Saturday's attacks, which wounded 29 people in Manhattan and cancelled a US Marine Corps race in New Jersey, came on the same day that a Somali-American with possible links to the Islamic State extremist group went on a stabbing rampage in Minnesota, wounding nine people.
President Barack Obama, in New York at the UN General Assembly with world leaders, called on Americans "not to succumb to fear" as presidential candidates Hillary Clinton and Donald Trump sparred over how best to combat terror attacks.
Obama stressed that investigators saw no connection between the East Coast bombings and the Minnesota stabbings, where police said the assailant made "some references to Allah" in carrying out the attack.
Ahmad Khan Rahami, 28, was initially spotted by a police officer outside a bar in Linden, New Jersey around three hours after the FBI released his mugshot and described him as "armed and dangerous."
When the officer approached the suspect, he immediately whipped out a handgun and shot the officer in the torso, hitting his protective vest, said acting Union County prosecutor Grace Park.
In a subsequent police shootout, Rahami was shot multiple times outside an auto repair shop, several blocks west of the bar, she said.
The handgun was recovered at the scene and Rahami was taken to hospital where he underwent surgery, officials said.
Neither the first officer nor a second hit in the head by a fragment of bullet suffered life-threatening injuries, the prosecutor said.
Rahami was stretchered into an ambulance in the town of Linden, wearing a bloodied bandage on his right arm and moving his head moments after being taken into custody.
- $5.2 million bail, wife in Pakistan -
He was charged with five counts of attempted murder of a law enforcement officer and on two unlawful weapon possession counts, Park announced.
A judge set bail at $5.2 million.
Little is known about a suspect, who was not on the authorities' radar before the attacks. Born in Afghanistan, he worked at his family's fried chicken restaurant in Elizabeth, New Jersey, and is a US citizen.

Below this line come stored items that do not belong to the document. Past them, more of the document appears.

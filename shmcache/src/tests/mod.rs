//! Cross-thread tests that run both sides of the handshake protocol in one
//! process: a real segment pool and request channel, the cache service loop
//! on background threads, and handler calls recorded through an in-memory
//! client.


use std::fs::File;
use std::io::Write;
use std::path::Path;
use std::sync::atomic::AtomicBool;
use std::sync::Arc;
use std::thread::JoinHandle;

use tempfile::TempDir;

use crate::cache::{self, CacheContext};
use crate::core::tests::unique_prefix;
use crate::core::IpcConfig;
use crate::errors::IpcError;
use crate::server::{ClientContext, Status};
use crate::store::{FileStore, Store};

pub(crate) fn test_ipc_config(tag: &str) -> IpcConfig {
    IpcConfig {
        name_prefix: unique_prefix(tag),
        channel_name: unique_prefix(tag),
        channel_capacity: 16,
        handshake_timeout_ms: 5_000,
    }
}

/// Writes the given resources plus a map file and loads a store over them.
pub(crate) fn temp_store(entries: &[(&str, &[u8])]) -> (TempDir, Arc<FileStore>) {
    let dir = tempfile::tempdir().unwrap();
    let mut map = String::new();
    for (index, (path, contents)) in entries.iter().enumerate() {
        let local = dir.path().join(format!("file-{}", index));
        File::create(&local).unwrap().write_all(contents).unwrap();
        map.push_str(&format!("{} {}\n", path, local.display()));
    }
    let map_path = dir.path().join("locals.txt");
    File::create(&map_path)
        .unwrap()
        .write_all(map.as_bytes())
        .unwrap();
    let store = Arc::new(FileStore::load(&map_path, 0).unwrap());
    (dir, store)
}

/// A cache process stand-in: `cache::run` on a background thread with its
/// own shutdown flag, stopped and joined by `stop`.
pub(crate) struct CacheRig {
    shutdown: Arc<AtomicBool>,
    handle: Option<JoinHandle<Result<(), IpcError>>>,
}

impl CacheRig {
    pub(crate) fn start(store: Arc<dyn Store>, ipc: IpcConfig, workers: usize) -> CacheRig {
        let shutdown = Arc::new(AtomicBool::new(false));
        let ctx = Arc::new(CacheContext {
            store,
            ipc,
            shutdown: Arc::clone(&shutdown),
        });
        let handle = std::thread::spawn(move || cache::run(ctx, workers));
        CacheRig {
            shutdown,
            handle: Some(handle),
        }
    }

    pub(crate) fn stop(mut self) {
        self.shutdown
            .store(true, std::sync::atomic::Ordering::SeqCst);
        if let Some(handle) = self.handle.take() {
            handle.join().unwrap().unwrap();
        }
    }
}

impl Drop for CacheRig {
    fn drop(&mut self) {
        self.shutdown
            .store(true, std::sync::atomic::Ordering::SeqCst);
        if let Some(handle) = self.handle.take() {
            let _ = handle.join();
        }
    }
}

/// Records what a client connection would have seen.
#[derive(Default)]
pub(crate) struct RecordingClient {
    pub(crate) header: Option<(Status, u64)>,
    pub(crate) body: Vec<u8>,
    pub(crate) body_calls: usize,
}

impl ClientContext for RecordingClient {
    fn send_header(&mut self, status: Status, length: u64) -> Result<(), IpcError> {
        assert!(self.header.is_none(), "header sent twice");
        self.header = Some((status, length));
        Ok(())
    }

    fn send_body(&mut self, bytes: &[u8]) -> Result<usize, IpcError> {
        self.body.extend_from_slice(bytes);
        self.body_calls += 1;
        Ok(bytes.len())
    }
}

pub(crate) fn file_of(pattern: u8, len: usize) -> Vec<u8> {
    (0..len).map(|i| pattern.wrapping_add(i as u8)).collect()
}

pub(crate) fn open_readable(path: &Path) -> File {
    File::open(path).unwrap()
}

Investigators will now focus on whether he had co-conspirators and on his motive in allegedly bombing New York's Chelsea neighborhood and detonating a pipe bomb along the route of a US Marine Corps race.
Another pressure cooker device was found and defused close to the scene of the Manhattan blast, and five pipe bombs were discovered late Sunday in a trash can in Elizabeth. These were also defused.
Rahami had traveled "extensively," New York Governor Andrew Cuomo told CNN, visiting his homeland and Pakistan, where he had a wife.
"But we don't have any associations at this time with ISIS, Taliban, etc that would explain this behavior," the governor added.
Fifteen years after the September 11, 2001 attacks, officials say lone-wolf attacks perpetrated by individuals who may be inspired by IS or Al-Qaeda propaganda are the greatest terror threat to the homeland.
"I have no indication there is a cell operating in the area," senior FBI official Bill Sweeney told a news conference in New York.
New York mayor Bill de Blasio said authorities were not currently looking for any other suspects in connection with an "act of terror."
- Clinton, Trump at loggerheads -
Rahami was apparently seen in surveillance footage taken in Chelsea before the bomb went off. Separate footage broadcast by CBS purported to show Rahami dragging a large bag down a street in the district.
Rahami's family sued Elizabeth in 2011, accusing the city and local police department of religious and ethnic discrimination in forcing them to close their chicken restaurant by 10:00 pm.
The suit was settled in 2012 in the city's favor, Elizabeth Mayor Chris Bollwage told reporters.
"What happened is not in any fashion a representation of the Muslim community or the Muslim faith. He is a sick, deranged young man," said Salaam Ismial, a social worker at a local mosque.
Although there has been no claim of responsibility for the New York or New Jersey bombs, a jihadist-linked news agency, Amaq, claimed that an IS "soldier" carried out the Minnesota stabbings.
The suspect, identified by police as 20-year-old Dahir Ahmed Adan, injured nine people in a shopping mall in St Cloud before being shot dead by an off-duty police officer.
The Somali American had been a high-achieving student with no known history of violence.
On the election trail, the attacks fanned acrimony in an already deeply divisive campaign, with Democrat Clinton touting experience and patient determination and Republican Trump demanding radical change.
Clinton, whose lead in the polls has dipped less than 50 days before the election, said the United States needed to invest "more time and more resources" in confronting the lone-wolf threat.
"I will bring an end to these senseless acts of violence," Trump said. "We will not allow political correctness and soft-on-terror, soft-on-crime policies to threaten our security and our lives."